#### EXERCISE PROMPT:
Send back exactly the lines from the opening line of the records below through the one with "let identity = descriptor.identity_of(&config.to_document())?;".

#### DATASET EXCERPTS:
// Copyright 2026, Jeroen van Erp <jeroen@geeko.me>
// SPDX-License-Identifier: Apache-2.0
use crate::adapter::render_manifest;
use crate::error::Result;
use crate::kinds::KindEntry;
use crate::provider::state::ManifestState;
use std::sync::Arc;

/// Manifest data source: renders YAML, never contacts the cluster
pub struct ManifestHandler {
    entry: Arc<KindEntry>,
}

impl ManifestHandler {
    pub fn new(entry: Arc<KindEntry>) -> Self {
        Self { entry }
    }

    pub fn read(&self, config: &ManifestState) -> Result<ManifestState> {
        let document = config.to_document();
        let identity = self.entry.descriptor.identity_of(&document)?;
        self.entry.spec.validate(document.spec.as_ref())?;

        Ok(ManifestState {
            id: Some(identity.to_string()),
            yaml: Some(render_manifest(&self.entry.descriptor, &document)?),
            ..config.clone()
        })
    }
}
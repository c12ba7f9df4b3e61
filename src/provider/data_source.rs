// Copyright 2026, Jeroen van Erp <jeroen@geeko.me>
// SPDX-License-Identifier: Apache-2.0
use crate::adapter::TypedResourceAdapter;
use crate::error::{AdapterError, Result};
use crate::provider::state::DataSourceState;
use tracing::instrument;

/// Read-only lookup of an existing object
pub struct DataSourceHandler {
    adapter: TypedResourceAdapter,
}

impl DataSourceHandler {
    pub fn new(adapter: TypedResourceAdapter) -> Self {
        Self { adapter }
    }

    /// Fetch the object named by `config.metadata`; an absent object is an error
    #[instrument(skip(self, config), fields(kind = self.adapter.descriptor().kind))]
    pub async fn read(&self, config: &DataSourceState) -> Result<DataSourceState> {
        let descriptor = self.adapter.descriptor();
        let identity = descriptor.identity_of(&config.to_document())?;

        let stored = self
            .adapter
            .read(&identity)
            .await?
            .ok_or_else(|| AdapterError::NotFound {
                kind: descriptor.kind.to_string(),
                identity: identity.to_string(),
            })?;

        Ok(DataSourceState::from((identity.to_string(), stored)))
    }
}

#[cfg(test)]
mod tests {
    use super::*;
    use crate::config::ProviderConfig;
    use crate::kinds::calico::{FELIX_CONFIGURATION, NETWORK_SET};
    use crate::kinds::Registry;
    use crate::kubernetes::ProviderContext;
    use crate::test_utils::MockService;
    use crate::types::{ResourceDescriptor, ResourceDocument};
    use serde_json::json;

    fn handler(mock: &MockService, descriptor: ResourceDescriptor) -> DataSourceHandler {
        let entry = Registry::calico().unwrap().by_kind(descriptor.kind, None).unwrap();
        let context = ProviderContext::new(mock.client(), ProviderConfig::default());
        DataSourceHandler::new(TypedResourceAdapter::new(entry, context))
    }

    fn config(name: &str) -> DataSourceState {
        DataSourceState {
            metadata: ResourceDocument::new(name).metadata,
            ..Default::default()
        }
    }

    #[tokio::test]
    async fn test_read_fills_computed_fields() {
        let mock = MockService::new().with_object(
            "/apis/crd.projectcalico.org/v1/felixconfigurations/default",
            json!({
                "apiVersion": "crd.projectcalico.org/v1",
                "kind": "FelixConfiguration",
                "metadata": {
                    "name": "default",
                    "labels": {"managed-by": "operator"}
                },
                "spec": {"bpfEnabled": true, "logSeverityScreen": "Info"}
            }),
            "operator",
        );

        let state = handler(&mock, FELIX_CONFIGURATION)
            .read(&config("default"))
            .await
            .unwrap();

        assert_eq!(state.id.as_deref(), Some("default"));
        assert_eq!(
            state.metadata.labels.unwrap().get("managed-by").map(String::as_str),
            Some("operator")
        );
        assert_eq!(state.spec.unwrap()["bpfEnabled"], true);
    }

    #[tokio::test]
    async fn test_read_missing_is_not_found() {
        let mock = MockService::new();

        let err = handler(&mock, FELIX_CONFIGURATION)
            .read(&config("default"))
            .await
            .unwrap_err();

        assert!(matches!(err, AdapterError::NotFound { .. }));
        assert_eq!(err.to_string(), "FelixConfiguration default not found");
    }

    #[tokio::test]
    async fn test_read_namespaced_requires_namespace() {
        let mock = MockService::new();

        let err = handler(&mock, NETWORK_SET)
            .read(&config("blocked"))
            .await
            .unwrap_err();

        assert!(matches!(err, AdapterError::InvalidDocument(_)));
        assert!(mock.requests().is_empty());
    }
}
// Copyright 2026, Jeroen van Erp <jeroen@geeko.me>
// SPDX-License-Identifier: Apache-2.0

//! Descriptors, documents and identities shared by every kind.

pub mod descriptor;
pub mod document;
pub mod identity;

pub use descriptor::ResourceDescriptor;
pub use document::{DocumentMetadata, ResourceDocument};
pub use identity::ResourceIdentity;
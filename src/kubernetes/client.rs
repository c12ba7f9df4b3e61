// Copyright 2026, Jeroen van Erp <jeroen@geeko.me>
// SPDX-License-Identifier: Apache-2.0

//! Client creation and the shared provider context

use crate::adapter::OperationOptions;
use crate::config::ProviderConfig;
use crate::error::{AdapterError, Result};
use kube::config::{KubeConfigOptions, Kubeconfig};
use kube::{Client, Config as KConfig};
use std::sync::Arc;
use tracing::{debug, info, instrument};

/// Everything an adapter needs from the provider, built once at configuration time
#[derive(Clone)]
pub struct ProviderContext {
    client: Option<Client>,
    config: Arc<ProviderConfig>,
}

impl ProviderContext {
    pub fn new(client: Client, config: ProviderConfig) -> Self {
        Self {
            client: Some(client),
            config: Arc::new(config),
        }
    }

    /// A context without a cluster connection; network operations fail with `Offline`
    pub fn offline(config: ProviderConfig) -> Self {
        Self {
            client: None,
            config: Arc::new(config),
        }
    }

    /// Connect according to the configuration, or stay offline when asked to
    pub async fn connect(config: ProviderConfig) -> Result<Self> {
        if config.offline {
            info!("Offline mode enabled, no cluster connection will be made");
            return Ok(Self::offline(config));
        }
        let client = create_client(&config).await?;
        Ok(Self::new(client, config))
    }

    pub fn client(&self) -> Result<&Client> {
        if self.config.offline {
            return Err(AdapterError::Offline);
        }
        self.client.as_ref().ok_or(AdapterError::Offline)
    }

    pub fn config(&self) -> &ProviderConfig {
        &self.config
    }

    /// Provider defaults with optional per-resource overrides
    pub fn options(
        &self,
        field_manager: Option<&str>,
        force_conflicts: Option<bool>,
    ) -> OperationOptions {
        self.config
            .default_options()
            .with_overrides(field_manager, force_conflicts)
    }
}

/// Create a Kubernetes client from an explicit kubeconfig, a named context or the environment
#[instrument(skip(config), fields(kubeconfig = ?config.kubeconfig, context = ?config.context))]
pub async fn create_client(config: &ProviderConfig) -> Result<Client> {
    let options = KubeConfigOptions {
        context: config.context.clone(),
        ..Default::default()
    };

    let client_config = match &config.kubeconfig {
        Some(path) => {
            debug!("Reading kubeconfig from {}", path.display());
            let kubeconfig = Kubeconfig::read_from(path).map_err(|e| {
                AdapterError::Config(format!(
                    "Failed to read kubeconfig {}: {}",
                    path.display(),
                    e
                ))
            })?;
            KConfig::from_custom_kubeconfig(kubeconfig, &options)
                .await
                .map_err(|e| AdapterError::Config(format!("Failed to create config: {}", e)))?
        }
        None if config.context.is_some() => KConfig::from_kubeconfig(&options)
            .await
            .map_err(|e| AdapterError::Config(format!("Failed to create config: {}", e)))?,
        None => KConfig::infer()
            .await
            .map_err(|e| AdapterError::Config(format!("Failed to infer config: {}", e)))?,
    };

    info!("Connecting to cluster at {}", client_config.cluster_url);
    Client::try_from(client_config)
        .map_err(|e| AdapterError::Config(format!("Failed to create client: {}", e)))
}
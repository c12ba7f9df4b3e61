// Copyright 2026, Jeroen van Erp <jeroen@geeko.me>
// SPDX-License-Identifier: Apache-2.0
use serde::{Deserialize, Serialize};
use serde_json::Value;
use std::collections::BTreeMap;

/// In-memory form of one cluster object of a custom resource kind.
///
/// Optional fields are skipped on serialization when absent: a document
/// carries exactly the fields its author declared, and server-side apply
/// claims ownership of nothing else.
#[derive(Serialize, Deserialize, Clone, Debug, Default, PartialEq)]
#[serde(rename_all = "camelCase")]
pub struct ResourceDocument {
    #[serde(skip_serializing_if = "Option::is_none")]
    pub api_version: Option<String>,
    #[serde(skip_serializing_if = "Option::is_none")]
    pub kind: Option<String>,
    #[serde(default)]
    pub metadata: DocumentMetadata,
    #[serde(skip_serializing_if = "Option::is_none")]
    pub spec: Option<Value>,
}

#[derive(Serialize, Deserialize, Clone, Debug, Default, PartialEq, Eq)]
pub struct DocumentMetadata {
    #[serde(default)]
    pub name: String,
    #[serde(skip_serializing_if = "Option::is_none")]
    pub namespace: Option<String>,
    #[serde(skip_serializing_if = "Option::is_none")]
    pub labels: Option<BTreeMap<String, String>>,
    #[serde(skip_serializing_if = "Option::is_none")]
    pub annotations: Option<BTreeMap<String, String>>,
}

impl ResourceDocument {
    pub fn new(name: &str) -> Self {
        Self {
            metadata: DocumentMetadata {
                name: name.to_string(),
                ..Default::default()
            },
            ..Default::default()
        }
    }

    pub fn with_namespace(mut self, namespace: &str) -> Self {
        self.metadata.namespace = Some(namespace.to_string());
        self
    }

    pub fn with_label(mut self, key: &str, value: &str) -> Self {
        self.metadata
            .labels
            .get_or_insert_with(BTreeMap::new)
            .insert(key.to_string(), value.to_string());
        self
    }

    pub fn with_annotation(mut self, key: &str, value: &str) -> Self {
        self.metadata
            .annotations
            .get_or_insert_with(BTreeMap::new)
            .insert(key.to_string(), value.to_string());
        self
    }

    pub fn with_spec(mut self, spec: Value) -> Self {
        self.spec = Some(spec);
        self
    }
}
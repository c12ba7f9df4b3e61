// Copyright 2026, Jeroen van Erp <jeroen@geeko.me>
// SPDX-License-Identifier: Apache-2.0
use anyhow::{bail, Context, Result};
use std::env;
use std::path::PathBuf;

use crate::adapter::OperationOptions;
use crate::constants::{env as keys, DEFAULT_FIELD_MANAGER};

/// Provider-wide configuration, set once and shared by every adapter
#[derive(Debug, Clone, PartialEq, Eq)]
pub struct ProviderConfig {
    /// Field manager used for server-side apply unless a resource overrides it
    pub field_manager: String,
    /// Whether field ownership conflicts are overridden by default
    pub force_conflicts: bool,
    /// When set, every operation that needs the cluster fails immediately
    pub offline: bool,
    pub kubeconfig: Option<PathBuf>,
    pub context: Option<String>,
}

impl Default for ProviderConfig {
    fn default() -> Self {
        ProviderConfig {
            field_manager: DEFAULT_FIELD_MANAGER.to_string(),
            force_conflicts: false,
            offline: false,
            kubeconfig: None,
            context: None,
        }
    }
}

impl ProviderConfig {
    /// Load configuration from environment variables
    pub fn from_env() -> Result<Self> {
        Self::from_lookup(|key| env::var(key).ok())
    }

    fn from_lookup(lookup: impl Fn(&str) -> Option<String>) -> Result<Self> {
        let field_manager = lookup(keys::FIELD_MANAGER)
            .filter(|v| !v.is_empty())
            .unwrap_or_else(|| DEFAULT_FIELD_MANAGER.to_string());
        let force_conflicts = parse_flag(lookup(keys::FORCE_CONFLICTS))
            .with_context(|| format!("{} must be 'true' or 'false'", keys::FORCE_CONFLICTS))?;
        let offline = parse_flag(lookup(keys::OFFLINE))
            .with_context(|| format!("{} must be 'true' or 'false'", keys::OFFLINE))?;

        Ok(ProviderConfig {
            field_manager,
            force_conflicts,
            offline,
            kubeconfig: lookup(keys::KUBECONFIG)
                .filter(|v| !v.is_empty())
                .map(PathBuf::from),
            context: lookup(keys::CONTEXT).filter(|v| !v.is_empty()),
        })
    }

    /// Operation options carrying the provider defaults
    pub fn default_options(&self) -> OperationOptions {
        OperationOptions {
            field_manager: self.field_manager.clone(),
            force_conflicts: self.force_conflicts,
            wait_for: Vec::new(),
        }
    }
}

/// Unset or empty is false; otherwise `true`/`false`/`1`/`0`, case-insensitive
fn parse_flag(value: Option<String>) -> Result<bool> {
    let Some(value) = value else {
        return Ok(false);
    };
    match value.trim().to_ascii_lowercase().as_str() {
        "" | "false" | "0" => Ok(false),
        "true" | "1" => Ok(true),
        other => bail!("unrecognized boolean '{}'", other),
    }
}
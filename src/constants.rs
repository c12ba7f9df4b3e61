// Copyright 2026, Jeroen van Erp <jeroen@geeko.me>
// SPDX-License-Identifier: Apache-2.0

/// Field manager used for server-side apply when none is configured
pub const DEFAULT_FIELD_MANAGER: &str = "crd-adapter";

/// Environment variables read by the provider configuration
pub mod env {
    pub const FIELD_MANAGER: &str = "CRD_ADAPTER_FIELD_MANAGER";
    pub const FORCE_CONFLICTS: &str = "CRD_ADAPTER_FORCE_CONFLICTS";
    pub const OFFLINE: &str = "CRD_ADAPTER_OFFLINE";
    pub const CONTEXT: &str = "CRD_ADAPTER_CONTEXT";
    pub const KUBECONFIG: &str = "CRD_ADAPTER_KUBECONFIG";
}

/// Wait-for-condition polling configuration
pub mod wait {
    use std::time::Duration;

    /// Interval between two evaluations of a wait condition
    pub const POLL_INTERVAL: Duration = Duration::from_secs(2);
    /// Upper bound applied when a negative timeout is configured
    pub const MAX_TIMEOUT: Duration = Duration::from_secs(7 * 24 * 60 * 60);
}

#### ANSWER BELOW:
// Copyright 2026, Jeroen van Erp <jeroen@geeko.me>
// SPDX-License-Identifier: Apache-2.0
use crate::adapter::render_manifest;
use crate::error::Result;
use crate::kinds::KindEntry;
use crate::provider::state::ManifestState;
use std::sync::Arc;

/// Manifest data source: renders YAML, never contacts the cluster
pub struct ManifestHandler {
    entry: Arc<KindEntry>,
}

impl ManifestHandler {
    pub fn new(entry: Arc<KindEntry>) -> Self {
        Self { entry }
    }

    pub fn read(&self, config: &ManifestState) -> Result<ManifestState> {
        let document = config.to_document();
        let identity = self.entry.descriptor.identity_of(&document)?;
        self.entry.spec.validate(document.spec.as_ref())?;

        Ok(ManifestState {
            id: Some(identity.to_string()),
            yaml: Some(render_manifest(&self.entry.descriptor, &document)?),
            ..config.clone()
        })
    }
}
repository c12ba7f9df4b3e61
filename src/provider/data_source.rs
// Copyright 2026, Jeroen van Erp <jeroen@geeko.me>
// SPDX-License-Identifier: Apache-2.0
use crate::adapter::TypedResourceAdapter;
use crate::error::{AdapterError, Result};
use crate::provider::state::DataSourceState;
use tracing::instrument;

/// Read-only lookup of an existing object
pub struct DataSourceHandler {
    adapter: TypedResourceAdapter,
}

impl DataSourceHandler {
    pub fn new(adapter: TypedResourceAdapter) -> Self {
        Self { adapter }
    }

    /// Fetch the object named by `config.metadata`; an absent object is an error
    #[instrument(skip(self, config), fields(kind = self.adapter.descriptor().kind))]
    pub async fn read(&self, config: &DataSourceState) -> Result<DataSourceState> {
        let descriptor = self.adapter.descriptor();
        let identity = descriptor.identity_of(&config.to_document())?;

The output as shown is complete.